TASK TO CARRY OUT:
The records follow. Print, word for word, the first line through the "use parking_lot::Mutex;" line.

WORKING DATA:
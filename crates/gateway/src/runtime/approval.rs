//! Approval gate — gates high-risk tools behind an external decision.
//!
//! Requests persist through the approval repo (lazy TTL expiry); waiters
//! block on a per-request `Notify` with a polling backoff so a missed
//! wakeup can never hang a turn. Resolution events also fan out on a
//! broadcast channel for dashboards.

use std::collections::HashMap;
use std::sync::Arc;
use std::time::Duration;

use parking_lot::Mutex;
use tokio::sync::{broadcast, Notify};
use uuid::Uuid;

use nexus_domain::approval::{ApprovalRequest, ApprovalStatus, RiskLevel};
use nexus_domain::cancel::CancelToken;
use nexus_domain::error::Result;
use nexus_store::ApprovalRepo;

/// Poll cadence while waiting: start at 500ms, double up to 5s.
const WAIT_POLL_INITIAL: Duration = Duration::from_millis(500);
const WAIT_POLL_MAX: Duration = Duration::from_secs(5);

#[derive(Debug, Clone)]
pub struct ApprovalEvent {
    pub request: ApprovalRequest,
}

pub struct ApprovalGate {
    repo: Arc<ApprovalRepo>,
    ttl_seconds: i64,
    waiters: Mutex<HashMap<Uuid, Arc<Notify>>>,
    event_tx: broadcast::Sender<ApprovalEvent>,
}

impl ApprovalGate {
    pub fn new(repo: Arc<ApprovalRepo>, ttl_seconds: i64) -> Self {
        let (event_tx, _) = broadcast::channel(64);
        Self {
            repo,
            ttl_seconds,
            waiters: Mutex::new(HashMap::new()),
            event_tx,
        }
    }

    pub fn subscribe(&self) -> broadcast::Receiver<ApprovalEvent> {
        self.event_tx.subscribe()
    }

    /// Open a pending approval with `expires_at = now + TTL`.
    pub async fn request_approval(
        &self,
        project_id: &str,
        session_id: Uuid,
        tool_call_id: &str,
        tool_id: &str,
        tool_input: serde_json::Value,
        risk_level: RiskLevel,
    ) -> ApprovalRequest {
        let request = ApprovalRequest::new(
            project_id,
            session_id,
            tool_call_id,
            tool_id,
            tool_input,
            risk_level,
            self.ttl_seconds,
        );
        let request = self.repo.insert(request).await;
        tracing::info!(
            approval_id = %request.id,
            project_id,
            tool_id,
            risk = ?risk_level,
            "approval requested"
        );
        let _ = self.event_tx.send(ApprovalEvent {
            request: request.clone(),
        });
        request
    }

    /// Move pending → approved|denied and wake any waiter.
    pub async fn resolve(
        &self,
        id: Uuid,
        approve: bool,
        resolved_by: String,
        note: Option<String>,
    ) -> Result<ApprovalRequest> {
        let resolved = self.repo.resolve(id, approve, resolved_by, note).await?;
        if let Some(notify) = self.waiters.lock().get(&id) {
            notify.notify_waiters();
        }
        let _ = self.event_tx.send(ApprovalEvent {
            request: resolved.clone(),
        });
        Ok(resolved)
    }

    /// True only for an approved, unexpired request.
    pub async fn is_approved(&self, id: Uuid) -> bool {
        self.repo
            .get(id)
            .await
            .map(|r| r.status == ApprovalStatus::Approved)
            .unwrap_or(false)
    }

    pub async fn get(&self, id: Uuid) -> Result<ApprovalRequest> {
        self.repo.get(id).await
    }

    pub async fn list_pending(&self, project_id: &str) -> Vec<ApprovalRequest> {
        self.repo.list_pending(project_id).await
    }

    /// Suspend until the request leaves pending. Returns the terminal
    /// status (approved, denied, or expired); cancellation returns the
    /// current status immediately.
    pub async fn wait_resolution(&self, id: Uuid, cancel: &CancelToken) -> ApprovalStatus {
        let notify = {
            let mut waiters = self.waiters.lock();
            waiters.entry(id).or_insert_with(|| Arc::new(Notify::new())).clone()
        };

        let mut poll = WAIT_POLL_INITIAL;
        let status = loop {
            let status = self
                .repo
                .get(id)
                .await
                .map(|r| r.status)
                .unwrap_or(ApprovalStatus::Expired);
            if status != ApprovalStatus::Pending || cancel.is_cancelled() {
                break status;
            }

            // Wake on resolution or after the poll interval, whichever
            // comes first; the loop re-reads the store either way.
            let _ = tokio::time::timeout(poll, notify.notified()).await;
            poll = (poll * 2).min(WAIT_POLL_MAX);
        };

        self.waiters.lock().remove(&id);
        status
    }
}

#[cfg(test)]
mod tests {
    use super::*;

    fn gate(ttl: i64) -> (tempfile::TempDir, Arc<ApprovalGate>) {
        let dir = tempfile::tempdir().unwrap();
        let repo = Arc::new(ApprovalRepo::new(dir.path()));
        (dir, Arc::new(ApprovalGate::new(repo, ttl)))
    }

    async fn pending(gate: &ApprovalGate) -> ApprovalRequest {
        gate.request_approval(
            "P1",
            Uuid::new_v4(),
            "tc_1",
            "db-drop",
            serde_json::json!({"table": "users"}),
            RiskLevel::Critical,
        )
        .await
    }

    #[tokio::test]
    async fn approve_wakes_waiter() {
        let (_dir, gate) = gate(300);
        let request = pending(&gate).await;
        assert!(!gate.is_approved(request.id).await);

        let waiter_gate = gate.clone();
        let id = request.id;
        let waiter = tokio::spawn(async move {
            waiter_gate.wait_resolution(id, &CancelToken::new()).await
        });

        tokio::time::sleep(Duration::from_millis(50)).await;
        gate.resolve(id, true, "admin".into(), None).await.unwrap();

        let status = waiter.await.unwrap();
        assert_eq!(status, ApprovalStatus::Approved);
        assert!(gate.is_approved(id).await);
    }

    #[tokio::test]
    async fn denial_is_terminal() {
        let (_dir, gate) = gate(300);
        let request = pending(&gate).await;
        gate.resolve(request.id, false, "admin".into(), Some("too risky".into()))
            .await
            .unwrap();

        let status = gate
            .wait_resolution(request.id, &CancelToken::new())
            .await;
        assert_eq!(status, ApprovalStatus::Denied);
        assert!(!gate.is_approved(request.id).await);
    }

    #[tokio::test]
    async fn expired_request_is_never_approved() {
        let (_dir, gate) = gate(-1);
        let request = pending(&gate).await;
        // No background sweep has run; reads still observe expiry.
        assert!(!gate.is_approved(request.id).await);
        assert_eq!(
            gate.get(request.id).await.unwrap().status,
            ApprovalStatus::Expired
        );
        let status = gate
            .wait_resolution(request.id, &CancelToken::new())
            .await;
        assert_eq!(status, ApprovalStatus::Expired);
    }

    #[tokio::test]
    async fn cancellation_stops_waiting() {
        let (_dir, gate) = gate(300);
        let request = pending(&gate).await;

        let cancel = CancelToken::new();
        cancel.cancel();
        let status = gate.wait_resolution(request.id, &cancel).await;
        assert_eq!(status, ApprovalStatus::Pending);
    }

    #[tokio::test]
    async fn events_broadcast_on_request_and_resolve() {
        let (_dir, gate) = gate(300);
        let mut rx = gate.subscribe();
        let request = pending(&gate).await;
        let ev = rx.recv().await.unwrap();
        assert_eq!(ev.request.id, request.id);
        assert_eq!(ev.request.status, ApprovalStatus::Pending);

        gate.resolve(request.id, true, "admin".into(), None).await.unwrap();
        let ev = rx.recv().await.unwrap();
        assert_eq!(ev.request.status, ApprovalStatus::Approved);
    }
}
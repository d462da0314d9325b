//! External identities per project, resolved from inbound channels.

use chrono::{DateTime, Utc};
use serde::{Deserialize, Serialize};
use uuid::Uuid;

/// An external identity (a person or system) attached to a project.
/// Looked up by `(project_id, channel identifier)` where the identifier is
/// a phone number, email, or opaque external id depending on the channel.
#[derive(Debug, Clone, Serialize, Deserialize)]
#[serde(rename_all = "camelCase")]
pub struct Contact {
    pub id: Uuid,
    pub project_id: String,
    #[serde(default)]
    pub phone: Option<String>,
    #[serde(default)]
    pub email: Option<String>,
    #[serde(default)]
    pub external_id: Option<String>,
    #[serde(default)]
    pub name: Option<String>,
    #[serde(default)]
    pub language: Option<String>,
    #[serde(default)]
    pub role: Option<String>,
    #[serde(default)]
    pub metadata: Option<serde_json::Value>,
    pub created_at: DateTime<Utc>,
}

impl Contact {
    /// True when any of the identity fields equals the given identifier.
    pub fn matches_identifier(&self, identifier: &str) -> bool {
        self.phone.as_deref() == Some(identifier)
            || self.email.as_deref() == Some(identifier)
            || self.external_id.as_deref() == Some(identifier)
    }
}

#[cfg(test)]
mod tests {
    use super::*;

    #[test]
    fn matches_any_identity_field() {
        let c = Contact {
            id: Uuid::new_v4(),
            project_id: "P1".into(),
            phone: Some("+15550001".into()),
            email: None,
            external_id: Some("tg:42".into()),
            name: None,
            language: None,
            role: None,
            metadata: None,
            created_at: Utc::now(),
        };
        assert!(c.matches_identifier("+15550001"));
        assert!(c.matches_identifier("tg:42"));
        assert!(!c.matches_identifier("someone@example.com"));
    }
}
//! Session browsing.

use axum::extract::{Path, State};
use axum::response::Response;
use uuid::Uuid;

use crate::state::AppState;

use super::{fail, ok};

pub async fn list(State(state): State<AppState>, Path(pid): Path<String>) -> Response {
    ok(state.sessions.list_by_project(&pid).await)
}

pub async fn messages(State(state): State<AppState>, Path(id): Path<Uuid>) -> Response {
    match state.sessions.get(id).await {
        Ok(_) => ok(state.messages.list_by_session(id).await),
        Err(e) => fail(e),
    }
}
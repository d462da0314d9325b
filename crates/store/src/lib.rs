//! Typed persistence for the runtime's durable state.
//!
//! Every store is an in-memory map guarded by an async `RwLock`, loaded
//! from a JSON file at startup and re-persisted (off the async executor)
//! after each mutation. The narrow per-store APIs are the seam where a
//! relational backend would slot in.

pub mod approvals;
pub mod contacts;
pub mod layers;
pub mod messages;
mod persist;
pub mod projects;
pub mod secrets;
pub mod sessions;
pub mod tasks;
pub mod traces;
pub mod usage;
pub mod webhooks;

pub use approvals::ApprovalRepo;
pub use contacts::ContactStore;
pub use layers::PromptLayerStore;
pub use messages::MessageStore;
pub use projects::ProjectStore;
pub use secrets::{SecretRow, SecretStore};
pub use sessions::SessionStore;
pub use tasks::{TaskRunStore, TaskStore};
pub use traces::TraceStore;
pub use usage::UsageStore;
pub use webhooks::WebhookStore;
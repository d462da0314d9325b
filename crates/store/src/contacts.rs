//! ContactStore — external identities per project.

use std::collections::HashMap;
use std::path::{Path, PathBuf};

use tokio::sync::RwLock;
use uuid::Uuid;

use nexus_domain::contact::Contact;
use nexus_domain::error::{Error, Result};

use crate::persist;

pub struct ContactStore {
    inner: RwLock<HashMap<Uuid, Contact>>,
    persist_path: PathBuf,
}

impl ContactStore {
    pub fn new(state_dir: &Path) -> Self {
        let persist_path = state_dir.join("contacts.json");
        let items: Vec<Contact> = persist::load_items(&persist_path);
        let mut map = HashMap::new();
        for c in items {
            map.insert(c.id, c);
        }
        Self {
            inner: RwLock::new(map),
            persist_path,
        }
    }

    async fn persist(&self) {
        let items: Vec<Contact> = self.inner.read().await.values().cloned().collect();
        persist::save_items(&self.persist_path, &items).await;
    }

    pub async fn insert(&self, contact: Contact) -> Contact {
        self.inner.write().await.insert(contact.id, contact.clone());
        self.persist().await;
        contact
    }

    pub async fn get(&self, id: Uuid) -> Result<Contact> {
        self.inner
            .read()
            .await
            .get(&id)
            .cloned()
            .ok_or_else(|| Error::NotFound(format!("contact {id}")))
    }

    /// Look up by `(project, channel identifier)` — phone, email, or
    /// external id, whichever matches.
    pub async fn find_by_identifier(&self, project_id: &str, identifier: &str) -> Option<Contact> {
        self.inner
            .read()
            .await
            .values()
            .find(|c| c.project_id == project_id && c.matches_identifier(identifier))
            .cloned()
    }

    pub async fn update(&self, id: Uuid, f: impl FnOnce(&mut Contact)) -> Result<Contact> {
        let updated = {
            let mut map = self.inner.write().await;
            let contact = map
                .get_mut(&id)
                .ok_or_else(|| Error::NotFound(format!("contact {id}")))?;
            f(contact);
            contact.clone()
        };
        self.persist().await;
        Ok(updated)
    }

    pub async fn list_by_project(&self, project_id: &str) -> Vec<Contact> {
        let mut items: Vec<Contact> = self
            .inner
            .read()
            .await
            .values()
            .filter(|c| c.project_id == project_id)
            .cloned()
            .collect();
        items.sort_by(|a, b| a.created_at.cmp(&b.created_at));
        items
    }
}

EXERCISE SOLUTION:
filename crates/gateway/src/runtime/approval.rs
//! Approval gate — gates high-risk tools behind an external decision.
//!
//! Requests persist through the approval repo (lazy TTL expiry); waiters
//! block on a per-request `Notify` with a polling backoff so a missed
//! wakeup can never hang a turn. Resolution events also fan out on a
//! broadcast channel for dashboards.

use std::collections::HashMap;
use std::sync::Arc;
use std::time::Duration;

use parking_lot::Mutex;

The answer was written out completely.